[Stored data]

/---

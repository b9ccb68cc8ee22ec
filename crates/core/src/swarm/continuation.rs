//! # Continuation
//!
//! Lets a new task pick up where a previous one stopped. The previous task's
//! change records become a header on the prompt, and its latest code-writing
//! session is resumed by the first code-writing stage.

use crate::state::{ChangeRecord, PipelineState, PreviousTaskContext, TaskStore};
use anyhow::Result;

/// One `file (action): summary` line per change
pub fn render_change_lines(changes: &[ChangeRecord]) -> String {
    changes
        .iter()
        .map(ChangeRecord::render_line)
        .collect::<Vec<_>>()
        .join("\n")
}

/// Prefix `prompt` with the continuation header for `previous`
pub fn build_continuation_prompt(prompt: &str, previous: &PreviousTaskContext) -> String {
    let mut out = format!(
        "## Continuing previous task {}\n\n\
         This resumes earlier work. Do not start over: build on the changes already applied.\n",
        previous.task_id
    );
    if previous.changes.is_empty() {
        out.push_str("\nThe previous task recorded no file changes.\n");
    } else {
        out.push_str("\nChanges already applied:\n");
        out.push_str(&render_change_lines(&previous.changes));
        out.push('\n');
    }
    out.push_str(&format!("\n## New request\n\n{}\n", prompt.trim()));
    out
}

/// Session the first code-writing stage should resume
pub fn resume_session(previous: &PreviousTaskContext) -> Option<String> {
    previous.sessions.latest_code_session().map(String::from)
}

/// Attach `previous` to a fresh task. Locating and Planning are skipped from here on.
pub fn attach(state: &mut PipelineState, previous: PreviousTaskContext) {
    tracing::info!(
        task_id = %state.task_id,
        previous_task_id = %previous.task_id,
        prior_changes = previous.changes.len(),
        "Attaching continuation context"
    );
    state.previous = Some(previous);
}

/// Resolves prior task ids through the task history
pub struct ContinuationManager<'a> {
    store: &'a TaskStore,
}

impl<'a> ContinuationManager<'a> {
    pub fn new(store: &'a TaskStore) -> Self {
        Self { store }
    }

    pub fn from_history(&self, task_id: &str) -> Result<PreviousTaskContext> {
        self.store
            .load_previous_context(task_id)?
            .ok_or_else(|| anyhow::anyhow!("Unknown task '{}': nothing to continue from", task_id))
    }
}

\---

Your answer should consist of each line of the data above in which the word "writing" occurs.

**Answer section:**
//! change records become a header on the prompt, and its latest code-writing
//! session is resumed by the first code-writing stage.
/// Session the first code-writing stage should resume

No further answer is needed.